And then it actually tells you that information from this to this is related, and that's an extremely
valuable signal, and you don't have to pay any many to get it for the company viewpoint, and we
take advantage of that, of that signal. So I'm going to show you some examples here. So I'll
show you -- so rather than giving you all the mathematical description of this model, I'm going to
show you an animation to show you exactly how this model works, and then I'm going to show
you a whole bunch of applications for this model. So suppose that you have a phrase called a
racing car, so you have to understand what's the meaning of a racing car. So it's a car, or it's used
for racing, but when you put together, how does computer know what you mean? So the way
that we do it is that we built a neural network, deep neural network, many layers, matrix,
nonlinearity, and then at the end you get a 300-dimensional vector, so that vector, you don't
know anything about it. So in the beginning, you randomize everything here. You code this in
terms of whatever symbol. You code that in the symbol. Coding information in a symbol is very
simple. You just look at the dictionary. The semantic meaning doesn't get captured when you
do this.

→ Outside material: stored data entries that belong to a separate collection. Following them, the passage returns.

use fnv::FnvHashMap;
use slog::Logger;

use frame::Frame;
use transport_parameters::TransportParameters;
use StreamId;

/// Queue through which a flow-control hook injects frames into the
/// connection's next outgoing packet.
#[derive(Default)]
pub struct FrameSender {
    frames: Vec<Frame>,
}

impl FrameSender {
    pub fn new() -> Self {
        FrameSender { frames: Vec::new() }
    }

    pub fn send(&mut self, frame: Frame) {
        self.frames.push(frame);
    }

    pub fn is_empty(&self) -> bool {
        self.frames.is_empty()
    }

    pub(crate) fn into_frames(self) -> Vec<Frame> {
        self.frames
    }
}

#[derive(Debug, Copy, Clone, Eq, PartialEq)]
pub enum SendDecision {
    Proceed,
    /// Credit is insufficient; the connection holds the frames back.
    Defer,
}

/// Credit-accounting hooks run on either side of the packet buffer.
///
/// `before_send_packet` may inject MAX_* frames or defer the packet;
/// `on_receive_packet` observes received byte counts and replenishes the
/// peer's credit. The algorithm behind the hooks is an implementation
/// choice; [`NoopFlowControl`] applies no limits at all.
pub trait FlowControl {
    fn before_send_packet(&mut self, _frames: &[Frame], _out: &mut FrameSender) -> SendDecision {
        SendDecision::Proceed
    }

    fn on_receive_packet(&mut self, _frames: &[Frame], _out: &mut FrameSender) {}

    /// The peer's transport parameters became available.
    fn on_transport_parameters(&mut self, _params: &TransportParameters) {}
}

/// Applies no credit accounting whatsoever.
pub struct NoopFlowControl;

impl FlowControl for NoopFlowControl {}

/// Fixed-window credit accounting: connection- and stream-level limits are
/// reissued once half the window has been consumed.
pub struct WindowedFlowControl {
    log: Logger,
    window: u64,
    stream_window: u64,
    local_max_data: u64,
    /// Sum of the highest end offsets seen per stream; an upper bound on
    /// delivered bytes
    recvd: u64,
    stream_ends: FnvHashMap<StreamId, u64>,
    stream_limits: FnvHashMap<StreamId, u64>,
    peer_max_data: u64,
    data_sent: u64,
}

impl WindowedFlowControl {
    pub fn new(log: Logger, window: u64, stream_window: u64) -> Self {
        WindowedFlowControl {
            log,
            window,
            stream_window,
            local_max_data: window,
            recvd: 0,
            stream_ends: FnvHashMap::default(),
            stream_limits: FnvHashMap::default(),
            peer_max_data: 0,
            data_sent: 0,
        }
    }
}

impl FlowControl for WindowedFlowControl {
    fn on_transport_parameters(&mut self, params: &TransportParameters) {
        if params.initial_max_data > self.peer_max_data {
            self.peer_max_data = params.initial_max_data;
        }
    }

    fn before_send_packet(&mut self, frames: &[Frame], _out: &mut FrameSender) -> SendDecision {
        let bytes: u64 = frames
            .iter()
            .filter_map(|f| match *f {
                Frame::Stream(ref s) => Some(s.data.len() as u64),
                _ => None,
            })
            .sum();
        if bytes > 0 && self.data_sent + bytes > self.peer_max_data {
            trace!(self.log, "deferring packet; no connection credit";
                   "sent" => self.data_sent, "max" => self.peer_max_data, "bytes" => bytes);
            return SendDecision::Defer;
        }
        self.data_sent += bytes;
        SendDecision::Proceed
    }

    fn on_receive_packet(&mut self, frames: &[Frame], out: &mut FrameSender) {
        for frame in frames {
            match *frame {
                Frame::Stream(ref s) => {
                    let end = s.offset + s.data.len() as u64;
                    let seen = self.stream_ends.entry(s.id).or_insert(0);
                    if end > *seen {
                        self.recvd += end - *seen;
                        *seen = end;
                    }
                    let limit = self.stream_limits.entry(s.id).or_insert(self.stream_window);
                    if limit.saturating_sub(end) < self.stream_window / 2 {
                        *limit = end + self.stream_window;
                        trace!(self.log, "replenishing stream credit"; "stream" => %s.id, "max" => *limit);
                        out.send(Frame::MaxStreamData {
                            id: s.id,
                            offset: *limit,
                        });
                    }
                }
                Frame::MaxData(max) => {
                    if max > self.peer_max_data {
                        self.peer_max_data = max;
                    }
                }
                _ => {}
            }
        }
        if self.local_max_data.saturating_sub(self.recvd) < self.window / 2 {
            self.local_max_data = self.recvd + self.window;
            trace!(self.log, "replenishing connection credit"; "max" => self.local_max_data);
            out.send(Frame::MaxData(self.local_max_data));
        }
    }
}

#[cfg(test)]
mod tests {
    use super::*;
    use bytes::Bytes;
    use frame;
    use {Directionality, Side};

    fn logger() -> Logger {
        Logger::root(::slog::Discard, o!())
    }

    fn stream_frame(offset: u64, len: usize) -> Frame {
        Frame::Stream(frame::Stream {
            id: StreamId::new(Side::Client, Directionality::Uni, 0),
            offset,
            fin: false,
            data: Bytes::from(vec![0x5c; len]),
        })
    }

    #[test]
    fn noop_always_proceeds() {
        let mut flow = NoopFlowControl;
        let mut out = FrameSender::new();
        assert_eq!(
            flow.before_send_packet(&[stream_frame(0, 10_000)], &mut out),
            SendDecision::Proceed,
        );
        flow.on_receive_packet(&[stream_frame(0, 10_000)], &mut out);
        assert!(out.is_empty());
    }

    #[test]
    fn replenishes_connection_credit() {
        let mut flow = WindowedFlowControl::new(logger(), 1000, 1_000_000);
        let mut out = FrameSender::new();
        flow.on_receive_packet(&[stream_frame(0, 100)], &mut out);
        assert!(out.is_empty());
        flow.on_receive_packet(&[stream_frame(100, 500)], &mut out);
        let frames = out.into_frames();
        assert_eq!(frames.len(), 1);
        assert_matches!(frames[0], Frame::MaxData(1600));
    }

    #[test]
    fn replenishes_stream_credit() {
        let mut flow = WindowedFlowControl::new(logger(), 1_000_000, 1000);
        let mut out = FrameSender::new();
        flow.on_receive_packet(&[stream_frame(0, 700)], &mut out);
        let frames = out.into_frames();
        assert_eq!(frames.len(), 1);
        assert_matches!(frames[0], Frame::MaxStreamData { offset: 1700, .. });
    }

    #[test]
    fn duplicate_data_counted_once() {
        let mut flow = WindowedFlowControl::new(logger(), 1000, 1_000_000);
        let mut out = FrameSender::new();
        for _ in 0..10 {
            flow.on_receive_packet(&[stream_frame(0, 100)], &mut out);
        }
        assert!(out.is_empty());
    }

    #[test]
    fn defers_without_peer_credit() {
        let mut flow = WindowedFlowControl::new(logger(), 1000, 1000);
        let mut out = FrameSender::new();
        assert_eq!(
            flow.before_send_packet(&[stream_frame(0, 10)], &mut out),
            SendDecision::Defer,
        );
        let params = TransportParameters {
            initial_max_data: 1000,
            ..TransportParameters::default()
        };
        flow.on_transport_parameters(&params);
        assert_eq!(
            flow.before_send_packet(&[stream_frame(0, 10)], &mut out),
            SendDecision::Proceed,
        );
        // Non-stream frames never consume credit
        assert_eq!(
            flow.before_send_packet(&[Frame::Ping], &mut out),
            SendDecision::Proceed,
        );
    }
}
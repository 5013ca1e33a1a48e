use std::path::PathBuf;

use clap::Parser;
use tracing_subscriber::EnvFilter;

use ftc_teleop_runtime::config::TeleopConfig;

/// Teleop drive runtime: gamepad snapshots in, mecanum wheel powers out
#[derive(Debug, Parser)]
#[command(version, about)]
struct Args {
    /// JSON config file (defaults are used when omitted)
    #[arg(short, long)]
    config: Option<PathBuf>,

    /// Override the configured speed factor
    #[arg(short, long)]
    speed_factor: Option<f32>,

    /// Drive from gamepad 1 only
    #[arg(long)]
    single: bool,
}

#[tokio::main]
async fn main() {
    // Setup logging (set RUST_LOG=info or debug)
    tracing_subscriber::fmt()
        .with_env_filter(EnvFilter::from_default_env().add_directive("info".parse().unwrap()))
        .init(); // installs the subscriber globally

    let args = Args::parse();

    let mut config = match &args.config {
        Some(path) => match TeleopConfig::load(path) {
            Ok(config) => config,
            Err(e) => {
                eprintln!("Config error: {}", e);
                std::process::exit(1);
            }
        },
        None => TeleopConfig::default(),
    };
    if let Some(speed_factor) = args.speed_factor {
        config.speed_factor = speed_factor;
    }
    if args.single {
        config.policy.secondary.enabled = false;
    }

    if let Err(e) = ftc_teleop_runtime::runtime::run(config).await {
        eprintln!("Runtime error: {}", e);
        std::process::exit(1);
    }
}
pub mod config;
pub mod drive;
pub mod gamepad;
pub mod gate;
pub mod hardware;
pub mod messages;
pub mod robot;
pub mod runtime;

When you just multiply them all -- so if you don't train all these parameters, there is no
meaning extracted. They're just random numbers. So when you initialize them, you get these
vectors, 300-dimension vector, arbitrary. So racing cars giving you this vector. Now, it gives
you something of Formula 1. Are they related to each other? They're related to each other,
although there's nothing in common with the words. If you use a symbol, nothing in common,
you don't learn anything. Now, if you do deep learning, you come up with the connection. I'll
show you how it is. But during model installation, nothing is going to happen, right? This is
random, so this one can be here, it can be here. They don't have to be the same, even if the
meaning is the same. Now, when you get another one called racing towards me, for example, it's
random, as well, so it has the same word racing -- racing, are they related to each other? Not
really, right? Even if the words are the same, they don't mean the same thing at all, right? And
these two are very similar to each other in the concept, but they don't have the same words in
common. So if you use the symbol to code the information, like most of the natural language
processing people are doing, you really don't know much about their connection, right? So that's
the initialization. Nothing is learned here. Now, the next step is the training, so this is a learning
process, and that really is the secret sauce of how everything works. So in the learning process,
we compute what's called cosine similarity between semantic vectors. So when we initialize
this, this goes to here, this goes to here. They are random, right? They are not the same, even if
the meanings are similar, and these two are random, as well. Now, when we learn -- so when we
learn the weights in the deep learning network, what we did is that -- okay, sorry. So when we
learn the semantic vector, we actually know that when the user clicks, puts this racing car,
Formula 1 website may show up and people get clicks. We know that. So if we know that, we
know that they are related to each other. Therefore, during the learning process, we force the
cosine distance between this and this to be small. We make the distance to be as small as
possible, and that's the objective function. And since this almost never gets clicked when the
user uses racing car, then we want to make them as far apart. So we want these to be close to
each other. We want these to be apart from each other. So we develop this formula. It's just a
function saying that if they're close to each other, positive example, we want the numerator to be
big. That means cosine to be small. Cosine needs to be small, and then everything else we want
to be big. So numerator being small, denominator to be big. So numerators are the ones that has
the click information that means the computer knows that they're close to each other, and those
which are not clicked, we make that to be the denominator, make it large. So when you take the
ratio between the two, you optimize them, you force that to be close to each other. You force
them to be far apart to each other. And then you do back propagation, and I don't have time to
go through all the detailed algorithms, for those of you who know. Now, after everything trains,
then you do the same thing again. See, the racing car, whatever it is, now these are trained, are
learned. Once they are learned, Formula 1, wow, you know what they're saying? We get to the
end of the training, we force them to be the same, so they are similar. Therefore, you can
actually rank them. So racing towards me, when we train them, make them apart, as much apart
from each other. Therefore, you have many other documents. You can use cosine distance to
rank documents for a specific query. Therefore, when you type in something in the network, the
right page will show up, even if the right page has no similar words to you. It's a very, very
intuitive idea, and we use that as the basis for many applications.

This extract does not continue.